Iditarod

First father-son rookie pair aim to fulfill a generational dream in this year’s Iditarod

Mixed into this year’s Iditarod field of 33 mushers are a father and son who are the first pair of familial rookies to ever run the race at the same time.

“It’s amazing. It’s a 25-year goal, and we’ve been working a long time for this point,” said Gregg Vitello, 47, at the ceremonial start in downtown Anchorage. He was surrounded by yapping sled dogs on three sides as he clipped them to his sled’s gangline.

Vitello and his son, Bailey, run a kennel in Milan, New Hampshire, guiding tours, putting on educational programming and competing in New England sled-dog races.

“We have a great mushing community there in New Hampshire, Maine and New England,” said the elder Vitello. “It’s a big sprint scene. It’s not a distance-musher scene, so much, because it’s really hard to get the miles in.

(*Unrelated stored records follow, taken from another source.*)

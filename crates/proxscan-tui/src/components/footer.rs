//! Footer component — separator plus the scrolling status ticker.

use ratatui::{
    buffer::Buffer,
    layout::Rect,
    style::Style,
    text::{Line, Span},
    widgets::Paragraph,
    Frame,
};
use tokio::sync::mpsc;
use tracing::{debug, trace};

use proxscan_proto::host::{self, SlowFacts, StaticFacts};

use crate::{
    action::ComponentId,
    anim::ticker::{CellLine, CellRenderer, FactSource, Field, Fields, Scroller, StatusTicker},
    app::AppMessage,
    app_state::AppState,
    component::Component,
    theme::{style_accent, style_separator},
};

/// Host facts backed by the network. `slow()` answers from the last
/// delivered result and kicks off a background refresh; the result comes
/// back through the app's message channel and is handed over with
/// [`Footer::deliver`], which also puts it on the ticker straight away.
pub struct LiveFacts {
    client: reqwest::Client,
    tx: mpsc::Sender<AppMessage>,
    latest: SlowFacts,
    in_flight: bool,
}

impl LiveFacts {
    pub fn new(client: reqwest::Client, tx: mpsc::Sender<AppMessage>) -> Self {
        Self {
            client,
            tx,
            latest: SlowFacts::default(),
            in_flight: false,
        }
    }

    /// Start a fetch unless one is already running.
    pub fn request(&mut self) {
        if self.in_flight {
            trace!("facts: fetch already in flight");
            return;
        }
        self.in_flight = true;
        let client = self.client.clone();
        let tx = self.tx.clone();
        tokio::spawn(async move {
            let facts = host::slow_facts(&client).await;
            debug!("facts: public={} geo={}", facts.public_ip, facts.geo);
            let _ = tx.send(AppMessage::SlowFacts(facts)).await;
        });
    }

    pub fn deliver(&mut self, facts: SlowFacts) {
        self.latest = facts;
        self.in_flight = false;
    }
}

impl FactSource for LiveFacts {
    fn slow(&mut self) -> SlowFacts {
        self.request();
        self.latest.clone()
    }

    fn clock(&mut self) -> String {
        host::local_time()
    }
}

/// Copy a laid-out line into one buffer row starting at column `x`
/// (relative to `area`, may be negative). Glyphs outside the area are
/// dropped.
pub fn paint_line(buf: &mut Buffer, area: Rect, x: f64, line: &CellLine, style: Style) {
    if area.width == 0 || area.height == 0 {
        return;
    }
    let origin = x.floor() as i64;
    let right = area.width as i64;
    let mut utf8 = [0u8; 4];
    for &(c, col) in &line.glyphs {
        let at = origin + col as i64;
        if at < 0 {
            continue;
        }
        if at >= right {
            break;
        }
        let cell = &mut buf[(area.x + at as u16, area.y)];
        cell.set_symbol(c.encode_utf8(&mut utf8));
        cell.set_style(style);
    }
}

pub struct Footer {
    ticker: StatusTicker<LiveFacts, CellRenderer>,
    started: bool,
}

impl Footer {
    pub fn new(
        version: &str,
        facts: StaticFacts,
        source: LiveFacts,
        dwell: f64,
        speed: f64,
    ) -> Self {
        let mut fixed = Fields::new();
        fixed.insert(Field::Version, version.to_string());
        fixed.insert(Field::Lan, facts.lan_ip);
        fixed.insert(Field::Model, facts.model);
        fixed.insert(Field::Os, facts.os);
        Self {
            ticker: StatusTicker::new(source, CellRenderer, fixed, dwell, Scroller::new(0.0, speed)),
            started: false,
        }
    }

    /// Store a finished fetch and show it on the next frame.
    pub fn deliver(&mut self, facts: SlowFacts) {
        self.ticker.source_mut().deliver(facts.clone());
        self.ticker.apply_slow(facts);
    }
}

impl Component for Footer {
    fn id(&self) -> ComponentId {
        ComponentId::Footer
    }

    fn draw(&mut self, frame: &mut Frame, area: Rect, state: &AppState) {
        if area.height == 0 {
            return;
        }

        let sep = "─".repeat(area.width.saturating_sub(2) as usize);
        frame.render_widget(
            Paragraph::new(Line::from(Span::styled(format!(" {}", sep), style_separator()))),
            Rect { height: 1, ..area },
        );
        if area.height < 2 {
            return;
        }

        let row = Rect {
            y: area.y + 1,
            height: 1,
            ..area
        };
        let viewport = row.width as f64;
        if !self.started {
            self.ticker.reset_scroll(viewport);
            self.started = true;
        }
        let (x, line) = self.ticker.frame(state.now, viewport);
        paint_line(frame.buffer_mut(), row, x, line, style_accent());
    }

    fn height(&self) -> u16 {
        2
    }
}

#[cfg(test)]
mod tests {
    use super::*;
    use crate::anim::ticker::TextRenderer;

    fn row_text(buf: &Buffer, area: Rect) -> String {
        (area.x..area.x + area.width)
            .map(|x| buf[(x, area.y)].symbol().to_string())
            .collect()
    }

    #[test]
    fn test_delivered_facts_reach_ticker_text() {
        let (tx, _rx) = mpsc::channel(1);
        let facts = StaticFacts {
            lan_ip: "192.168.1.20".to_string(),
            model: "RASPBERRY PI 4".to_string(),
            os: "DEBIAN".to_string(),
        };
        let mut footer = Footer::new("v0.1.0", facts, LiveFacts::new(host::http_client(), tx), 7.0, 0.25);
        assert!(footer.ticker.text().contains("PUBLIC N/A"));

        footer.deliver(SlowFacts {
            public_ip: "1.2.3.4".to_string(),
            geo: "52.52,13.40".to_string(),
        });
        assert!(footer.ticker.text().contains("PUBLIC 1.2.3.4"));
        assert!(footer.ticker.text().contains("LOC 52.52,13.40"));
    }

    #[test]
    fn test_paint_clips_left_edge() {
        let area = Rect::new(0, 0, 6, 1);
        let mut buf = Buffer::empty(area);
        let line = CellRenderer.render("ABCDEFGH");
        paint_line(&mut buf, area, -1.5, &line, Style::default());
        assert_eq!(row_text(&buf, area), "CDEFGH");
    }

    #[test]
    fn test_paint_clips_right_edge() {
        let area = Rect::new(2, 1, 6, 1);
        let mut buf = Buffer::empty(Rect::new(0, 0, 10, 3));
        let line = CellRenderer.render("XYZ");
        paint_line(&mut buf, area, 4.0, &line, Style::default());
        assert_eq!(row_text(&buf, area), "    XY");
    }
}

We don’t have that early snow.”

Though plenty of father-son duos have run together in past Iditarods (in 2012, three generations of the Seavey family — Dan, Mitch, and Dallas — finished the race), this is the first time in the race’s 51 iterations that two have done so as rookies, according to Iditarod Trail Committee communications director Shannon Noonan.

Back when Vitello started mushing in New England in the 1990s, there was more winter.

“It progressively gets less snow and more rain,” said Bailey Vitello, 25, adding that he hasn’t been able to train on a sled during December for several years. “I tell ya’, the winters the way they’re going, I don’t know how much longer you can be a ‘dog musher’ as much as a ‘dog walker.’”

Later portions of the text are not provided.